Marriage, Children, Loss of Faith - Look to the Holy Family

In defense of families and children....A sermon from my pastor, Fr. Leonard Klein - 

Today’s sermon pivots on two German last names.

The first is Kohler.  That is literally a household name.  The Kohler Company makes plumbing fixtures of all sorts.  In November, while visiting a sister-in-law, I had the opportunity of visiting their museum in Sheboygan, Wisconsin.  A plumbing museum may seem like an odd thing, but it was very interesting and full of attractive things.
One part of the museum dealt with the history of the company, and I noticed a number of ads from the 1940’s and 1950’s.  They featured a lot of mothers and children.  The target was definitely families.

In another part of the museum you could watch a series of contemporary TV ads.  They were superbly produced and they were hilarious.   But there were no children in sight.

Elsewhere the Kohler Company had turned artists and designers loose with what looked like an unlimited checkbook to design the most luxurious and sybaritic bathrooms you could imagine.  None seemed to envision the presence of children.
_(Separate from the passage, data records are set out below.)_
//! Stuck-transfer classification
//!
//! Cross-references "is the transfer process alive" against "is there live
//! throughput on the transfer interface" to distinguish a healthy in-flight
//! transfer from a hung one. Process presence is checked first; the
//! throughput query only runs when a process is actually alive, and fails
//! closed when the metrics service is unreachable.

use crate::error::Result;
use crate::liveness::ProcessScanner;
use crate::throughput::ThroughputSource;
use tracing::{debug, warn};

/// Observable state of the transfer machinery
#[derive(Debug, Clone, Copy, PartialEq, Eq)]
pub enum TransferActivity {
    /// No transfer process running; a held lock is stale
    Clear,
    /// Process alive and traffic flowing; caller must wait
    InProgress,
    /// Process alive but no meaningful traffic; presumed stuck
    Zombie,
}

impl TransferActivity {
    pub fn as_str(&self) -> &'static str {
        match self {
            Self::Clear => "clear",
            Self::InProgress => "in-progress",
            Self::Zombie => "zombie",
        }
    }
}

impl std::fmt::Display for TransferActivity {
    fn fmt(&self, f: &mut std::fmt::Formatter<'_>) -> std::fmt::Result {
        write!(f, "{}", self.as_str())
    }
}

/// Classifies the current transfer state
pub struct StuckTransferDetector {
    process_name: String,
    interface: String,
    min_throughput: f64,
    scanner: Box<dyn ProcessScanner>,
    throughput: Box<dyn ThroughputSource>,
}

impl StuckTransferDetector {
    pub fn new(
        process_name: impl Into<String>,
        interface: impl Into<String>,
        min_throughput: f64,
        scanner: Box<dyn ProcessScanner>,
        throughput: Box<dyn ThroughputSource>,
    ) -> Self {
        Self {
            process_name: process_name.into(),
            interface: interface.into(),
            min_throughput,
            scanner,
            throughput,
        }
    }

    /// Classify the transfer state
    ///
    /// Rate at or below the minimum counts as "no meaningful traffic".
    pub async fn classify(&self) -> Result<TransferActivity> {
        if !self.scanner.is_running(&self.process_name) {
            debug!(
                process = %self.process_name,
                "Transfer process not running, no transfer active"
            );
            return Ok(TransferActivity::Clear);
        }

        let rate = self.throughput.tx_rate(&self.interface).await?;
        if rate > self.min_throughput {
            debug!(
                process = %self.process_name,
                rate,
                "Transfer process running with live traffic"
            );
            Ok(TransferActivity::InProgress)
        } else {
            warn!(
                process = %self.process_name,
                rate,
                min = self.min_throughput,
                "Transfer process running but no network traffic"
            );
            Ok(TransferActivity::Zombie)
        }
    }
}

#[cfg(test)]
mod tests {
    use super::*;
    use crate::error::Error;
    use async_trait::async_trait;

    struct FixedScanner(bool);

    impl ProcessScanner for FixedScanner {
        fn is_running(&self, _name: &str) -> bool {
            self.0
        }
    }

    struct FixedRate(Option<f64>);

    #[async_trait]
    impl ThroughputSource for FixedRate {
        async fn tx_rate(&self, _interface: &str) -> Result<f64> {
            self.0.ok_or(Error::MetricsUnavailable {
                reason: "connection refused".to_string(),
            })
        }
    }

    fn detector(running: bool, rate: Option<f64>) -> StuckTransferDetector {
        StuckTransferDetector::new(
            "nc",
            "eth10",
            5.0,
            Box::new(FixedScanner(running)),
            Box::new(FixedRate(rate)),
        )
    }

    #[tokio::test]
    async fn test_running_with_traffic_is_in_progress() {
        let classification = detector(true, Some(50.0)).classify().await.unwrap();
        assert_eq!(classification, TransferActivity::InProgress);
    }

    #[tokio::test]
    async fn test_running_without_traffic_is_zombie() {
        let classification = detector(true, Some(0.0)).classify().await.unwrap();
        assert_eq!(classification, TransferActivity::Zombie);

        // The threshold itself still counts as silent.
        let classification = detector(true, Some(5.0)).classify().await.unwrap();
        assert_eq!(classification, TransferActivity::Zombie);
    }

    #[tokio::test]
    async fn test_not_running_is_clear_regardless_of_rate() {
        let classification = detector(false, Some(50.0)).classify().await.unwrap();
        assert_eq!(classification, TransferActivity::Clear);

        // Throughput is not even queried when nothing runs.
        let classification = detector(false, None).classify().await.unwrap();
        assert_eq!(classification, TransferActivity::Clear);
    }

    #[tokio::test]
    async fn test_metrics_outage_fails_closed_while_running() {
        let result = detector(true, None).classify().await;
        assert!(matches!(result, Err(Error::MetricsUnavailable { .. })));
    }
}
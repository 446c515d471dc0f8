//! Notification channels for delivering operator alerts
//!
//! Each delivery mechanism implements [`Channel`] with a single
//! `send(title, message)` entry point; the notifier iterates the configured
//! channels and collects per-channel outcomes.

pub mod email;
pub mod push;
pub mod sms;

use async_trait::async_trait;
use serde::{Deserialize, Serialize};
use std::fmt;

/// Result type for channel operations
pub type ChannelResult<T> = Result<T, ChannelError>;

/// Errors that can occur during channel operations
#[derive(Debug, thiserror::Error)]
pub enum ChannelError {
    /// HTTP request failed
    #[error("HTTP request failed: {0}")]
    HttpError(#[from] reqwest::Error),

    /// Local command invocation failed
    #[error("transport command failed: {0}")]
    Io(#[from] std::io::Error),

    /// Invalid channel configuration
    #[error("invalid configuration: {0}")]
    InvalidConfig(String),

    /// Generic error
    #[error("channel error: {0}")]
    Other(String),
}

/// Outcome of one delivery attempt
#[derive(Debug, Clone, Serialize, Deserialize)]
pub struct DeliveryStatus {
    /// Whether the notification was successfully delivered
    pub success: bool,
    /// Channel that delivered (or failed to deliver) the notification
    pub channel: String,
    /// Optional message about the delivery
    pub message: Option<String>,
    /// Timestamp of the delivery attempt
    pub timestamp: chrono::DateTime<chrono::Utc>,
}

impl DeliveryStatus {
    /// Create a successful delivery status
    pub fn success(channel: impl Into<String>) -> Self {
        Self {
            success: true,
            channel: channel.into(),
            message: None,
            timestamp: chrono::Utc::now(),
        }
    }

    /// Create a failed delivery status
    pub fn failure(channel: impl Into<String>, message: impl Into<String>) -> Self {
        Self {
            success: false,
            channel: channel.into(),
            message: Some(message.into()),
            timestamp: chrono::Utc::now(),
        }
    }
}

impl fmt::Display for DeliveryStatus {
    fn fmt(&self, f: &mut fmt::Formatter<'_>) -> fmt::Result {
        let status = if self.success { "SUCCESS" } else { "FAILED" };
        write!(f, "[{status}] {}", self.channel)?;
        if let Some(msg) = &self.message {
            write!(f, ": {msg}")?;
        }
        Ok(())
    }
}

/// Trait for notification channels
#[async_trait]
pub trait Channel: Send + Sync {
    /// Get the channel name
    fn name(&self) -> &str;

    /// Deliver one alert through this channel
    async fn send(&self, title: &str, message: &str) -> ChannelResult<DeliveryStatus>;
}

#[cfg(test)]
mod tests {
    use super::*;

    #[test]
    fn test_delivery_status_success() {
        let status = DeliveryStatus::success("email");
        assert!(status.success);
        assert_eq!(status.channel, "email");
        assert!(status.message.is_none());
    }

    #[test]
    fn test_delivery_status_failure() {
        let status = DeliveryStatus::failure("sms", "connection timeout");
        assert!(!status.success);
        assert_eq!(status.message, Some("connection timeout".to_string()));
    }

    #[test]
    fn test_delivery_status_display() {
        let success = DeliveryStatus::success("push");
        assert!(success.to_string().contains("SUCCESS"));

        let failure = DeliveryStatus::failure("email", "mail transport missing");
        assert!(failure.to_string().contains("FAILED"));
        assert!(failure.to_string().contains("mail transport missing"));
    }
}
The change over a few decades was stunning.  Adults and their desires were now the entire focus.  Children seemed to have vanished from the landscape.
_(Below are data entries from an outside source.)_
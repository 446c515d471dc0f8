// Core data structures for the plot transfer coordinator

use chrono::{DateTime, Utc};
use serde::{Deserialize, Serialize};
use std::path::PathBuf;
use uuid::Uuid;

/// A finished plot waiting in the staging directory
#[derive(Debug, Clone, Serialize, Deserialize, PartialEq, Eq)]
pub struct Plot {
    /// File name, e.g. `plot-k32-....plot`
    pub name: String,
    /// Absolute path in the staging directory
    pub path: PathBuf,
    /// Size in bytes at discovery time
    pub bytes: u64,
}

impl Plot {
    pub fn new(name: impl Into<String>, path: impl Into<PathBuf>, bytes: u64) -> Self {
        Self {
            name: name.into(),
            path: path.into(),
            bytes,
        }
    }
}

/// Capacity snapshot exported by a harvester
///
/// Small JSON document produced by the harvester-side drive manager and
/// fetched over SFTP. `current_plot_drive` is the mount the harvester wants
/// the next plot written to.
#[derive(Debug, Clone, Serialize, Deserialize)]
pub struct HarvesterSnapshot {
    /// Host identifier as the harvester reports itself
    pub server: String,
    /// Remaining capacity, measured in plots
    pub total_plots_until_full: u64,
    /// Destination mount for the next incoming plot
    pub current_plot_drive: String,
}

/// A remote storage target, ranked by remaining capacity
#[derive(Debug, Clone, Serialize, Deserialize, PartialEq, Eq)]
pub struct Harvester {
    /// Host identifier
    pub host: String,
    /// Destination mount path for incoming plots
    pub mount: String,
    /// Remaining capacity in plots
    pub plots_until_full: u64,
}

impl Harvester {
    pub fn from_snapshot(snapshot: &HarvesterSnapshot) -> Self {
        Self {
            host: snapshot.server.clone(),
            mount: snapshot.current_plot_drive.clone(),
            plots_until_full: snapshot.total_plots_until_full,
        }
    }

    /// Remote path the plot will land at
    pub fn destination(&self, plot_name: &str) -> String {
        format!("{}/{}", self.mount.trim_end_matches('/'), plot_name)
    }
}

/// Status of a transfer job
#[derive(Debug, Clone, Copy, PartialEq, Eq, Hash, Serialize, Deserialize)]
pub enum JobStatus {
    /// No transfer bound yet
    Idle,
    /// Both lock markers created
    Locked,
    /// External transfer program running
    Transferring,
    /// Remote size comparison in progress
    Verifying,
    /// Verified and source removed
    Done,
    /// Verification mismatch, job will be retried from selection
    FailedRetry,
}

impl JobStatus {
    /// Get string representation
    pub fn as_str(&self) -> &'static str {
        match self {
            Self::Idle => "idle",
            Self::Locked => "locked",
            Self::Transferring => "transferring",
            Self::Verifying => "verifying",
            Self::Done => "done",
            Self::FailedRetry => "failed-retry",
        }
    }
}

impl std::fmt::Display for JobStatus {
    fn fmt(&self, f: &mut std::fmt::Formatter<'_>) -> std::fmt::Result {
        write!(f, "{}", self.as_str())
    }
}

/// An ephemeral unit of work binding one plot to one selected harvester
///
/// All job state lives here and is threaded through the coordinator's calls;
/// nothing about the in-flight transfer is ambient.
#[derive(Debug, Clone, Serialize, Deserialize)]
pub struct TransferJob {
    /// Unique job identifier
    pub id: String,
    /// The plot being moved
    pub plot: Plot,
    /// The selected destination
    pub harvester: Harvester,
    /// Current status
    pub status: JobStatus,
    /// Whole-job attempt counter (1-based)
    pub attempt: u32,
    /// When the job was created
    pub created_at: DateTime<Utc>,
}

impl TransferJob {
    /// Bind a plot to a selected harvester
    pub fn new(plot: Plot, harvester: Harvester, attempt: u32) -> Self {
        Self {
            id: Uuid::new_v4().to_string(),
            plot,
            harvester,
            status: JobStatus::Idle,
            attempt,
            created_at: Utc::now(),
        }
    }

    /// Remote path the plot is written to on the harvester
    pub fn remote_path(&self) -> String {
        self.harvester.destination(&self.plot.name)
    }

    pub fn advance(&mut self, status: JobStatus) {
        self.status = status;
    }
}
And that leads me to the second German last name of the day: Eberstadt, first name, Mary.  She is a serious Catholic writer on matters of culture, theology and politics, and not long ago I read her latest book: “How the West really lost God.” In it she challenges the idea the common idea that many people have stopped getting married and having children because they had already lost faith.  In that theory the decline of religion and the rise of secularization preceded the decline of the family.

She acknowledges some truth in that theory, but the point of the book is that there is considerable evidence that it goes the other way as well, that is, when people stop marrying and having children, they lose faith.  The weakening of family formation, she argues, is a large part of what is undermining the life of faith in the western world.

When people do not have children, the future becomes less important.  They have no one to whom to pass on any transcendent values.  There is a loss of purpose and a loss of future.  The focus of life shifts to indulgence, enjoyment, and doing what you want here and now.  Life becomes all about adult preferences and pleasures – as in those ads and bathrooms at Kohler.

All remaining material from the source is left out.